Vaquitas: The world's smallest whale is critically endangered

The World Heritage Committee has followed the advice of the IUCN and has identified the Mexican islands and protected areas in the Gulf of California as endangered world heritage. The population of the Vaquitas - the smallest and most vulnerable porpoise in the world - has been decimated by the illegal trade in marine products, possibly leaving only ten individuals...

In recent years, illegal fishing in the Gulf of California has wreaked havoc on the unique sealife world and has brought the Vaquitas on the verge of extinction. The porpoise becomes entangled in nets used illegally to fish another endangered species, the Totoaba fish, whose swim bladder scores high on Asian markets.

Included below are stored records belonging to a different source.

//! Typed repository traits over the relational store (§4.1).
//!
//! Mirrors the teacher's `AgentRegistry` shape: an `#[async_trait]`
//! trait, automocked under `cfg(test)`, with Postgres and in-memory
//! implementations living in sibling modules.

use async_trait::async_trait;
use workflow_engine_core::ids::{
    AdoptionId, NodeId, ProcessorId, SubdivisionId, TaskInstanceId, UserId, WorkflowBaseId, WorkflowId,
    WorkflowInstanceId,
};
use workflow_engine_core::model::definition::{Edge, Node, Processor, ProcessorBinding, Workflow};
use workflow_engine_core::model::instance::{NodeInstance, TaskInstance, TaskInstanceStatus, WorkflowInstance};
use workflow_engine_core::model::subdivision::{Adoption, Subdivision};

use crate::error::StoreResult;

/// The full node graph of one workflow version, as stored.
#[derive(Debug, Clone)]
pub struct WorkflowVersionGraph {
    pub workflow: Workflow,
    pub nodes: Vec<Node>,
    pub edges: Vec<Edge>,
    pub bindings: Vec<ProcessorBinding>,
}

/// Per-instance counts returned by a cascade delete (§4.1, and the
/// cascade-deletion reporting supplement from the original system).
#[derive(Debug, Clone, Default, serde::Serialize)]
pub struct CascadeDeleteReport {
    pub workflow_instances_deleted: usize,
    pub node_instances_deleted: usize,
    pub task_instances_deleted: usize,
    pub subdivisions_deleted: usize,
}

#[cfg_attr(test, mockall::automock)]
#[async_trait]
pub trait WorkflowRepository: Send + Sync {
    /// The `is_current_version ∧ ¬is_deleted` row for this base id.
    /// More than one match is a fatal [`crate::error::StoreError`]
    /// corruption signal, never silently resolved.
    async fn get_current(&self, workflow_base_id: WorkflowBaseId) -> StoreResult<WorkflowVersionGraph>;

    async fn get_version(&self, workflow_id: WorkflowId) -> StoreResult<WorkflowVersionGraph>;

    /// Creates version 1 of a brand-new workflow base id.
    async fn create_initial(&self, graph: WorkflowVersionGraph) -> StoreResult<WorkflowVersionGraph>;

    /// Atomic new-version creation: marks the current row non-current
    /// and persists `next_version` (already computed by
    /// [`crate::versioning::next_version`] or a caller-supplied splice
    /// such as adopt-subdivision) in one transaction. Failure at any
    /// step rolls the whole version back. Invalidates the dependency
    /// manager's per-version upstream-set cache for the base id (the
    /// cache is keyed by immutable version, so only a new version
    /// requires invalidation).
    async fn create_new_version(
        &self,
        workflow_base_id: WorkflowBaseId,
        next_version: WorkflowVersionGraph,
    ) -> StoreResult<WorkflowVersionGraph>;

    /// Soft-deletes every version of a workflow base id and cascades
    /// through its instances; returns the report.
    async fn cascade_delete(&self, workflow_base_id: WorkflowBaseId, hard: bool) -> StoreResult<CascadeDeleteReport>;
}

#[cfg_attr(test, mockall::automock)]
#[async_trait]
pub trait ProcessorRepository: Send + Sync {
    async fn get(&self, processor_id: ProcessorId) -> StoreResult<Processor>;
    async fn get_many(&self, ids: &[ProcessorId]) -> StoreResult<Vec<Processor>>;
    async fn create(&self, processor: Processor) -> StoreResult<Processor>;
    /// Clears (does not cascade) references to `processor_id` from
    /// node-processor bindings before the processor row is deleted.
    async fn clear_references(&self, processor_id: ProcessorId) -> StoreResult<usize>;
}

#[cfg_attr(test, mockall::automock)]
#[async_trait]
pub trait InstanceRepository: Send + Sync {
    async fn create_workflow_instance(&self, instance: WorkflowInstance) -> StoreResult<WorkflowInstance>;
    async fn get_workflow_instance(&self, id: WorkflowInstanceId) -> StoreResult<WorkflowInstance>;
    async fn update_workflow_instance(&self, instance: WorkflowInstance) -> StoreResult<WorkflowInstance>;

    async fn create_node_instance(&self, instance: NodeInstance) -> StoreResult<NodeInstance>;
    async fn get_node_instance(&self, id: workflow_engine_core::ids::NodeInstanceId) -> StoreResult<NodeInstance>;
    async fn update_node_instance(&self, instance: NodeInstance) -> StoreResult<NodeInstance>;
    async fn list_node_instances(&self, workflow_instance_id: WorkflowInstanceId) -> StoreResult<Vec<NodeInstance>>;
    async fn get_node_instance_by_node(
        &self,
        workflow_instance_id: WorkflowInstanceId,
        node_id: NodeId,
    ) -> StoreResult<NodeInstance>;
}

#[cfg_attr(test, mockall::automock)]
#[async_trait]
pub trait TaskRepository: Send + Sync {
    async fn create(&self, task: TaskInstance) -> StoreResult<TaskInstance>;
    async fn get(&self, id: TaskInstanceId) -> StoreResult<TaskInstance>;
    async fn update(&self, task: TaskInstance) -> StoreResult<TaskInstance>;
    async fn list_for_node(&self, node_instance_id: workflow_engine_core::ids::NodeInstanceId) -> StoreResult<Vec<TaskInstance>>;
    async fn list_for_user(
        &self,
        user_id: UserId,
        status_filter: Option<TaskInstanceStatus>,
        limit: usize,
    ) -> StoreResult<Vec<TaskInstance>>;
}

#[cfg_attr(test, mockall::automock)]
#[async_trait]
pub trait SubdivisionRepository: Send + Sync {
    async fn create_subdivision(&self, subdivision: Subdivision) -> StoreResult<Subdivision>;
    async fn get_subdivision(&self, id: SubdivisionId) -> StoreResult<Subdivision>;
    async fn update_subdivision(&self, subdivision: Subdivision) -> StoreResult<Subdivision>;
    async fn list_for_task(&self, original_task_id: TaskInstanceId) -> StoreResult<Vec<Subdivision>>;
    /// Un-selects every sibling subdivision of `original_task_id` other
    /// than `keep`.
    async fn deselect_siblings(&self, original_task_id: TaskInstanceId, keep: SubdivisionId) -> StoreResult<()>;

    async fn create_adoption(&self, adoption: Adoption) -> StoreResult<Adoption>;
    async fn list_adoptions_for_workflow(&self, workflow_base_id: WorkflowBaseId) -> StoreResult<Vec<Adoption>>;
}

"It is an alarming indicator of the seriousness of the illegal wildlife trade that we will soon see the extinction of such an iconic species as the Vaquitas - within the perceived security of a world heritage," says Peter Shadie, director of the IUCN World Heritage Program.

The islands and protected areas of the Gulf of California were declared a World Heritage Site in 2005 for their exceptional marine biodiversity. The site consists of 244 islands, islets and coastal areas in northeastern Mexico, with 39% of marine mammals and one third of whales in the world. The Upper Gulf of California is the only place on earth where the Vaquitas occur.

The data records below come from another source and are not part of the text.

#[async_trait]
impl TaskRepository for InMemoryTaskRepository {
    async fn create(&self, task: TaskInstance) -> StoreResult<TaskInstance> {
        self.tasks.write().await.insert(task.task_instance_id, task.clone());
        Ok(task)
    }

    async fn get(&self, id: TaskInstanceId) -> StoreResult<TaskInstance> {
        self.tasks.read().await.get(&id).cloned().ok_or_else(|| StoreError::NotFound { entity: "task_instance", id: id.to_string() })
    }

    async fn update(&self, task: TaskInstance) -> StoreResult<TaskInstance> {
        self.tasks.write().await.insert(task.task_instance_id, task.clone());
        Ok(task)
    }

    async fn list_for_node(&self, node_instance_id: NodeInstanceId) -> StoreResult<Vec<TaskInstance>> {
        Ok(self.tasks.read().await.values().filter(|t| t.node_instance_id == node_instance_id).cloned().collect())
    }

    async fn list_for_user(
        &self,
        user_id: UserId,
        status_filter: Option<TaskInstanceStatus>,
        limit: usize,
    ) -> StoreResult<Vec<TaskInstance>> {
        let tasks = self.tasks.read().await;
        let mut matching: Vec<TaskInstance> = tasks
            .values()
            .filter(|t| t.assigned_user_id == Some(user_id))
            .filter(|t| status_filter.map_or(true, |s| t.status == s))
            .cloned()
            .collect();
        matching.sort_by_key(|t| std::cmp::Reverse(t.created_at));
        matching.truncate(limit);
        Ok(matching)
    }
}

#[derive(Default)]
pub struct InMemorySubdivisionRepository {
    subdivisions: Arc<RwLock<HashMap<SubdivisionId, Subdivision>>>,
    adoptions: Arc<RwLock<HashMap<AdoptionId, Adoption>>>,
}

#[async_trait]
impl SubdivisionRepository for InMemorySubdivisionRepository {
    async fn create_subdivision(&self, subdivision: Subdivision) -> StoreResult<Subdivision> {
        self.subdivisions.write().await.insert(subdivision.subdivision_id, subdivision.clone());
        Ok(subdivision)
    }

    async fn get_subdivision(&self, id: SubdivisionId) -> StoreResult<Subdivision> {
        self.subdivisions
            .read()
            .await
            .get(&id)
            .cloned()
            .ok_or_else(|| StoreError::NotFound { entity: "subdivision", id: id.to_string() })
    }

    async fn update_subdivision(&self, subdivision: Subdivision) -> StoreResult<Subdivision> {
        self.subdivisions.write().await.insert(subdivision.subdivision_id, subdivision.clone());
        Ok(subdivision)
    }

    async fn list_for_task(&self, original_task_id: TaskInstanceId) -> StoreResult<Vec<Subdivision>> {
        Ok(self
            .subdivisions
            .read()
            .await
            .values()
            .filter(|s| s.original_task_id == original_task_id && !s.is_deleted)
            .cloned()
            .collect())
    }

    async fn deselect_siblings(&self, original_task_id: TaskInstanceId, keep: SubdivisionId) -> StoreResult<()> {
        let mut subdivisions = self.subdivisions.write().await;
        for sub in subdivisions.values_mut() {
            if sub.original_task_id == original_task_id && sub.subdivision_id != keep {
                sub.is_selected = false;
            }
        }
        Ok(())
    }

    async fn create_adoption(&self, adoption: Adoption) -> StoreResult<Adoption> {
        self.adoptions.write().await.insert(adoption.adoption_id, adoption.clone());
        Ok(adoption)
    }

    async fn list_adoptions_for_workflow(&self, workflow_base_id: WorkflowBaseId) -> StoreResult<Vec<Adoption>> {
        Ok(self
            .adoptions
            .read()
            .await
            .values()
            .filter(|a| a.original_workflow_base_id == workflow_base_id)
            .cloned()
            .collect())
    }
}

In 2017, the population of Vaquitas dropped dramatically from about 300 to an estimated 30. The attempts to breed Vaquitas were quickly abandoned, as the porpoise proved very susceptible to captive-related stress (see also here).

Experts estimate that in the summer of 2018 - before the current fishing season - ten Vaquitas were left. The high level of illegal fishing on Totaloaba continued in the Upper Gulf of California in 2018 and 2019, and even escalated, even in the small area where the few Vaquitas still live.

Following two recent missions and regular surveillance, the IUCN and the UNESCO World Heritage Center concluded that the threat of illegal fishing in the Gulf of California justifies the inclusion of the site in the World Heritage List.

As recommended by the IUCN, Mexico now needs to take all necessary measures to protect the remaining vaquitas and develop longer-term solutions to ensure a sustainable livelihood for local communities in the Gulf of California, including through improved sustainable fishing practices.

The World Endangered Heritage List is a mechanism designed to facilitate emergency response to the conservation and international support of high-risk World Heritage Sites.